EXERCISE INPUT:
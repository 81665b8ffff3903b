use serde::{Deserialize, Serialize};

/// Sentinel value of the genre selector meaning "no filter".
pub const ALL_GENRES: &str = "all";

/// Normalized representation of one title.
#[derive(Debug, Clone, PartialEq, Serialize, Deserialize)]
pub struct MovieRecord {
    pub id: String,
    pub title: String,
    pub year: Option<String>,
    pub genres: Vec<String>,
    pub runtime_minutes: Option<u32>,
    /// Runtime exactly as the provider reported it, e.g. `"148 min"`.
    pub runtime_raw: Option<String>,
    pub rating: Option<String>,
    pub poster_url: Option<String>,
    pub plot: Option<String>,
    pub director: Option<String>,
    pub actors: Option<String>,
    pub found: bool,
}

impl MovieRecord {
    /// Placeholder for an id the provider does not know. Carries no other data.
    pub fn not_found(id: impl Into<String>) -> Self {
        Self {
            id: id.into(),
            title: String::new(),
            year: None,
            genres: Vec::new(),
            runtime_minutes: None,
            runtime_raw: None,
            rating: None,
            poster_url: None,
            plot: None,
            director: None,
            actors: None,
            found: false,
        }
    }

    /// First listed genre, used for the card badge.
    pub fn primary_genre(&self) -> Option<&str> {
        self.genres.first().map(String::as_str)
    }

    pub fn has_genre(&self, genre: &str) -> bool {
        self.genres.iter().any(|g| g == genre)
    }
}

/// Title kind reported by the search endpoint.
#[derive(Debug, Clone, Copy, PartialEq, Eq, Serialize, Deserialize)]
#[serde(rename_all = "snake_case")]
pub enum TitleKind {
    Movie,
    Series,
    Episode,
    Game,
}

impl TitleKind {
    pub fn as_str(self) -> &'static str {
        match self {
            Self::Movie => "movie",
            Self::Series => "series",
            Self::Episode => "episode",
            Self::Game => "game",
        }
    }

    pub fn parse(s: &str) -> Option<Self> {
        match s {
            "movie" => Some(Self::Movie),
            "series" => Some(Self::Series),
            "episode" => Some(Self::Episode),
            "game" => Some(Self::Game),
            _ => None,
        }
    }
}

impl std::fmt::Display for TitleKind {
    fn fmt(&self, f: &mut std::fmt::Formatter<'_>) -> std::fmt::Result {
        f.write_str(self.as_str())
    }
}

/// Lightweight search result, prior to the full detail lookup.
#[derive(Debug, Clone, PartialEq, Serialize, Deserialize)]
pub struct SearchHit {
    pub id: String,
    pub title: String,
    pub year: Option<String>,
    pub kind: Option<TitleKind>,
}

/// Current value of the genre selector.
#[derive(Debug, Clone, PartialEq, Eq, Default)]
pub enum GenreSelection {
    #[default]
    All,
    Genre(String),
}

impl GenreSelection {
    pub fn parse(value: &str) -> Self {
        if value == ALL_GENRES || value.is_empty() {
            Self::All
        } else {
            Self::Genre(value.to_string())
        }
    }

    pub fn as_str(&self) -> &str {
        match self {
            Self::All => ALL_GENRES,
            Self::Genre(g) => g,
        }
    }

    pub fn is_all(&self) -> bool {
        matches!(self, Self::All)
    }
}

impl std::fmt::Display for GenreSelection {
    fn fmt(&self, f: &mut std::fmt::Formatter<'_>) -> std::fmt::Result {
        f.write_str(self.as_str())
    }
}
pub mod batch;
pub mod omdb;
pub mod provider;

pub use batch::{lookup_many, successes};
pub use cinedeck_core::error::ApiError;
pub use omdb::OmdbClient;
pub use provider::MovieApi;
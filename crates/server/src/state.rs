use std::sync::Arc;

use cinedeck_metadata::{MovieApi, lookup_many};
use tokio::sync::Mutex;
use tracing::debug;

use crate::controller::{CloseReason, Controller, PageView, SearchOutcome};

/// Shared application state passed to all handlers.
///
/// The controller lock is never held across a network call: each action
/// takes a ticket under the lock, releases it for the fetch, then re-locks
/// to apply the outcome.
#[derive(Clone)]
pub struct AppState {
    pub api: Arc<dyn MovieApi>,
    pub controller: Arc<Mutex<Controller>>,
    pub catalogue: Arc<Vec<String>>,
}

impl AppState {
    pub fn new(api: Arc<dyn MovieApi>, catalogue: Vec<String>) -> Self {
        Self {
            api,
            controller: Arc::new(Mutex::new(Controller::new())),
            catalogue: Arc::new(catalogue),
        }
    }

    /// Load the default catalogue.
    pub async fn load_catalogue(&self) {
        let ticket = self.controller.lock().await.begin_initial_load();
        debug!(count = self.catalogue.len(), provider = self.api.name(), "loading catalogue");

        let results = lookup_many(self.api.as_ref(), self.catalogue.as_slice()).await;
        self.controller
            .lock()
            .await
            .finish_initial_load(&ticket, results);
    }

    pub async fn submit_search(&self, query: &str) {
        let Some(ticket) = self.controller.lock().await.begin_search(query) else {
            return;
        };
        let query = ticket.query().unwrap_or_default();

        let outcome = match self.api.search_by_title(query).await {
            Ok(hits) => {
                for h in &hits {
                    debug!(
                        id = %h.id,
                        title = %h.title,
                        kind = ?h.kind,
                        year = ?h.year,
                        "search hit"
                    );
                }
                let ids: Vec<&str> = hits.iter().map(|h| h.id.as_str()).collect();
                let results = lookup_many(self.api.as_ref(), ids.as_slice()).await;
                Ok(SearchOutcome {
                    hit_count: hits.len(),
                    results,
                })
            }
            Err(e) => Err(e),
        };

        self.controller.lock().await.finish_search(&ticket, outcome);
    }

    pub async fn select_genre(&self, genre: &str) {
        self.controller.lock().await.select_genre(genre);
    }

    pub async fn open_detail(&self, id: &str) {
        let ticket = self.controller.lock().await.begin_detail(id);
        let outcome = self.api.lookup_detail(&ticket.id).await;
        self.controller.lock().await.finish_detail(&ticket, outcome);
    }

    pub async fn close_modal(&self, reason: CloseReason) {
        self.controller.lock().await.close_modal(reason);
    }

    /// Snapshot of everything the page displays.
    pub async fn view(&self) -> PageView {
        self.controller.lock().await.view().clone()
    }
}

WORK REQUEST: Output every record exactly as written, with nothing dropped.

TASK RESPONSE:
repository 81665b8ffff3903b
use serde::{Deserialize, Serialize};

/// Sentinel value of the genre selector meaning "no filter".
pub const ALL_GENRES: &str = "all";

/// Normalized representation of one title.
#[derive(Debug, Clone, PartialEq, Serialize, Deserialize)]
pub struct MovieRecord {
    pub id: String,
    pub title: String,
    pub year: Option<String>,
    pub genres: Vec<String>,
    pub runtime_minutes: Option<u32>,
    /// Runtime exactly as the provider reported it, e.g. `"148 min"`.
    pub runtime_raw: Option<String>,
    pub rating: Option<String>,
    pub poster_url: Option<String>,
    pub plot: Option<String>,
    pub director: Option<String>,
    pub actors: Option<String>,
    pub found: bool,
}

impl MovieRecord {
    /// Placeholder for an id the provider does not know. Carries no other data.
    pub fn not_found(id: impl Into<String>) -> Self {
        Self {
            id: id.into(),
            title: String::new(),
            year: None,
            genres: Vec::new(),
            runtime_minutes: None,
            runtime_raw: None,
            rating: None,
            poster_url: None,
            plot: None,
            director: None,
            actors: None,
            found: false,
        }
    }

    /// First listed genre, used for the card badge.
    pub fn primary_genre(&self) -> Option<&str> {
        self.genres.first().map(String::as_str)
    }

    pub fn has_genre(&self, genre: &str) -> bool {
        self.genres.iter().any(|g| g == genre)
    }
}

/// Title kind reported by the search endpoint.
#[derive(Debug, Clone, Copy, PartialEq, Eq, Serialize, Deserialize)]
#[serde(rename_all = "snake_case")]
pub enum TitleKind {
    Movie,
    Series,
    Episode,
    Game,
}

impl TitleKind {
    pub fn as_str(self) -> &'static str {
        match self {
            Self::Movie => "movie",
            Self::Series => "series",
            Self::Episode => "episode",
            Self::Game => "game",
        }
    }

    pub fn parse(s: &str) -> Option<Self> {
        match s {
            "movie" => Some(Self::Movie),
            "series" => Some(Self::Series),
            "episode" => Some(Self::Episode),
            "game" => Some(Self::Game),
            _ => None,
        }
    }
}

impl std::fmt::Display for TitleKind {
    fn fmt(&self, f: &mut std::fmt::Formatter<'_>) -> std::fmt::Result {
        f.write_str(self.as_str())
    }
}

/// Lightweight search result, prior to the full detail lookup.
#[derive(Debug, Clone, PartialEq, Serialize, Deserialize)]
pub struct SearchHit {
    pub id: String,
    pub title: String,
    pub year: Option<String>,
    pub kind: Option<TitleKind>,
}

/// Current value of the genre selector.
#[derive(Debug, Clone, PartialEq, Eq, Default)]
pub enum GenreSelection {
    #[default]
    All,
    Genre(String),
}

impl GenreSelection {
    pub fn parse(value: &str) -> Self {
        if value == ALL_GENRES || value.is_empty() {
            Self::All
        } else {
            Self::Genre(value.to_string())
        }
    }

    pub fn as_str(&self) -> &str {
        match self {
            Self::All => ALL_GENRES,
            Self::Genre(g) => g,
        }
    }

    pub fn is_all(&self) -> bool {
        matches!(self, Self::All)
    }
}

impl std::fmt::Display for GenreSelection {
    fn fmt(&self, f: &mut std::fmt::Formatter<'_>) -> std::fmt::Result {
        f.write_str(self.as_str())
    }
}
pub mod batch;
pub mod omdb;
pub mod provider;

pub use batch::{lookup_many, successes};
pub use cinedeck_core::error::ApiError;
pub use omdb::OmdbClient;
pub use provider::MovieApi;
filename crates/server/src/state.rs
use std::sync::Arc;

use cinedeck_metadata::{MovieApi, lookup_many};
use tokio::sync::Mutex;
use tracing::debug;

use crate::controller::{CloseReason, Controller, PageView, SearchOutcome};

/// Shared application state passed to all handlers.
///
/// The controller lock is never held across a network call: each action
/// takes a ticket under the lock, releases it for the fetch, then re-locks
/// to apply the outcome.
#[derive(Clone)]
pub struct AppState {
    pub api: Arc<dyn MovieApi>,
    pub controller: Arc<Mutex<Controller>>,
    pub catalogue: Arc<Vec<String>>,
}

impl AppState {
    pub fn new(api: Arc<dyn MovieApi>, catalogue: Vec<String>) -> Self {
        Self {
            api,
            controller: Arc::new(Mutex::new(Controller::new())),
            catalogue: Arc::new(catalogue),
        }
    }

    /// Load the default catalogue.
    pub async fn load_catalogue(&self) {
        let ticket = self.controller.lock().await.begin_initial_load();
        debug!(count = self.catalogue.len(), provider = self.api.name(), "loading catalogue");

        let results = lookup_many(self.api.as_ref(), self.catalogue.as_slice()).await;
        self.controller
            .lock()
            .await
            .finish_initial_load(&ticket, results);
    }

    pub async fn submit_search(&self, query: &str) {
        let Some(ticket) = self.controller.lock().await.begin_search(query) else {
            return;
        };
        let query = ticket.query().unwrap_or_default();

        let outcome = match self.api.search_by_title(query).await {
            Ok(hits) => {
                for h in &hits {
                    debug!(
                        id = %h.id,
                        title = %h.title,
                        kind = ?h.kind,
                        year = ?h.year,
                        "search hit"
                    );
                }
                let ids: Vec<&str> = hits.iter().map(|h| h.id.as_str()).collect();
                let results = lookup_many(self.api.as_ref(), ids.as_slice()).await;
                Ok(SearchOutcome {
                    hit_count: hits.len(),
                    results,
                })
            }
            Err(e) => Err(e),
        };

        self.controller.lock().await.finish_search(&ticket, outcome);
    }

    pub async fn select_genre(&self, genre: &str) {
        self.controller.lock().await.select_genre(genre);
    }

    pub async fn open_detail(&self, id: &str) {
        let ticket = self.controller.lock().await.begin_detail(id);
        let outcome = self.api.lookup_detail(&ticket.id).await;
        self.controller.lock().await.finish_detail(&ticket, outcome);
    }

    pub async fn close_modal(&self, reason: CloseReason) {
        self.controller.lock().await.close_modal(reason);
    }

    /// Snapshot of everything the page displays.
    pub async fn view(&self) -> PageView {
        self.controller.lock().await.view().clone()
    }
}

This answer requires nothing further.